The popularity of New Zealand’s Labour prime minister, Jacinda Ardern, is, presently, stratospheric. With the confidence of popularity, her government is positioned to promote political ideas that were almost beyond imagination only a few months ago. One of them, mooted on Wednesday, is encouraging the country into a four-day working week.
Ardern’s leadership of New Zealand through the coronavirus crisis has compounded credentials well established by her government’s deft and empathetic handling of the horrific massacre in Christchurch last year. When corona hit, the lockdown of the country was swift, draconian and effective; there have only been 21 deaths from the disease to date in New Zealand, and while the rest of the world grapples with a rising number of daily cases, no new cases have been reported in New Zealand in three days.
A mind-boggling 92% of New Zealanders laud their government’s containment efforts. According to latest polls, Ardern is the most popular party leader there in more than 100 years.
With an impending opportunity to restructure the New Zealand economy for post-corona reopening, Ardern is exploring a policy suite of uncommon ambition. Hard-hit tourism is New Zealand’s largest export industry, employing 15% of New Zealanders and contributing to almost 6% of GDP, and it was in the context of rescuing this industry that on Wednesday Ardern suggested – informally, in a Facebook Live video from the tourist town of Rotorua – that, should the country move to a four-day working week, more leisure time may allow the domestic tourist market to expand to meet the present shortfall.
The phrasing was careful. “I hear lots of people suggesting we should have a four-day work week. Ultimately that really sits between employers and employees,” Ardern said.
But the mere suggestion has “excited New Zealanders”, as well as exciting a ready audience of the corona generation around the world. When Ardern explained that “there’s just so much we’ve learned about … [the flexibility] of people working from home, the productivity that can be driven out of that”, she was speaking to the lived, material reality of the most physically transformed workplaces in living western memory.
Because across the world, social distancing has resulted not only in record numbers of people working from home. It has staggered and rearranged shifts, reorganising the deployment of labour around continually improvised new systems of production, distribution and exchange demanded in a health and economic crisis. Economists have called it the biggest workforce change since the second world war, and parallel to the ongoing horror of managing an invisible, lethal virus that underscores every rearrangement, for some workers there have been surprising benefits.
It’s usually in the secrecy of social media group chats you’ll read the most explicit admissions from people – and a little guilt – that they’re enjoying the new schedules and enforced time at home. Parents may find the juggle of home-schooling their kids with work commitments challenging, but many are appreciating more time with their children.
In a workplace culture that in so many places still – still – operates around a culturally persistent male-breadwinner model that distances men from caring responsibilities in the home, many men are gaining closeness and meaning from greater daily involvement with their kids.

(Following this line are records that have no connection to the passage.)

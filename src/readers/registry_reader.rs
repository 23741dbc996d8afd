use crate::error::Result;
use crate::models::table::to_cell;
use crate::models::{RegistryEntry, StationRegistry};
use crate::readers::columns::{find_column, require_columns};
use crate::utils::constants::{
    REGISTRY_CITY, REGISTRY_CURRENT_CODE, REGISTRY_HISTORICAL_CODE, REGISTRY_REGION,
};
use crate::utils::encoding::{decode_text, sniff_delimiter};
use std::path::Path;
use tracing::{debug, info, warn};

const REGISTRY_TABLE: &str = "station registry";

/// Reads the station metadata sheet (exported to CSV)
pub struct RegistryReader;

impl RegistryReader {
    pub fn new() -> Self {
        Self
    }

    pub fn read_registry(&self, path: &Path) -> Result<StationRegistry> {
        let text = decode_text(&std::fs::read(path)?);
        let registry = self.parse_str(&text)?;
        info!(
            "loaded {} stations from {}",
            registry.len(),
            path.display()
        );
        Ok(registry)
    }

    pub fn parse_str(&self, text: &str) -> Result<StationRegistry> {
        let mut reader = csv::ReaderBuilder::new()
            .has_headers(true)
            .flexible(true)
            .delimiter(sniff_delimiter(text))
            .from_reader(text.as_bytes());

        let headers = reader.headers()?.clone();
        let names: Vec<&str> = headers.iter().collect();

        let required = require_columns(
            REGISTRY_TABLE,
            names.iter().copied(),
            &[REGISTRY_CURRENT_CODE, REGISTRY_CITY, REGISTRY_REGION],
        )?;
        let (code_col, city_col, region_col) = (required[0], required[1], required[2]);

        let historical_col = find_column(names.iter().copied(), REGISTRY_HISTORICAL_CODE);
        if historical_col.is_none() {
            warn!("registry has no '{}' column; no codes will be renamed", REGISTRY_HISTORICAL_CODE);
        }

        let mut entries = Vec::new();
        for (line, record) in reader.records().enumerate() {
            let record = record?;
            let field = |index: usize| record.get(index).and_then(to_cell);

            // Skip rows without a station code (blank lines, footnotes)
            let Some(code) = field(code_col) else {
                debug!("registry row {} has no station code, skipped", line + 1);
                continue;
            };

            entries.push(RegistryEntry::new(
                code,
                historical_col.and_then(field),
                field(city_col).unwrap_or_default(),
                field(region_col).unwrap_or_default(),
            ));
        }

        StationRegistry::from_entries(entries)
    }
}

impl Default for RegistryReader {
    fn default() -> Self {
        Self::new()
    }
}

Women are seeing practical opportunities materialise for post-Covid-19 employment with genuine flexibility for meeting care commitments. Those who seem to be doing the best psychologically out of these extreme times are those whose days now accommodate doing things for the community, and acts of care. In my own experience, my partner and I are happier in ourselves and our relationship for losing the stress of our commute and spending more time in our own home together.
A universal four-day week in itself is no panacea for relationships, workplace frustration, for rescuing an economy or for meeting every household’s care commitments – but it’s Ardern’s suggestion that it be considered within a mix of work changes by employers that’s important here. There’s no doubt that there are workers who would thrive in a four-day week – but there are others who’d prosper through more shifts but with fewer hours, those who’d be happier working full-time from home, others who’d be most productive through a different combination of conditions.
But what can and will provide the capital injection needed to revive economies, a boost in productivity and the potential for a real work-life balance for working people lies in the twinned scenarios a four-day week inherently proposes. The first is adjusting pay-scales to provide the equivalent of a living wage based upon four days of full-time labour, which would both allow underemployment to be liveable and to flush greater spending towards consumer markets that are suffering. The second is a new workplace paradigm that Ardern’s casual menu of ideas politically suggests: one that upends four decades of neoliberal insistence that workplace “flexibility” is the purview only of employers, replacing it with a truly social-democratic flexibility that serves, through working people, the households and communities that their jobs support.
Among a claque of western leaders yearning for “snap back” to the way things were before the virus – some pursuing “recovery” strategies of even lesser benefit – it’s New Zealand’s, conspicuously, who repeatedly shows the courage to snap forward. Little wonder she has become so popular.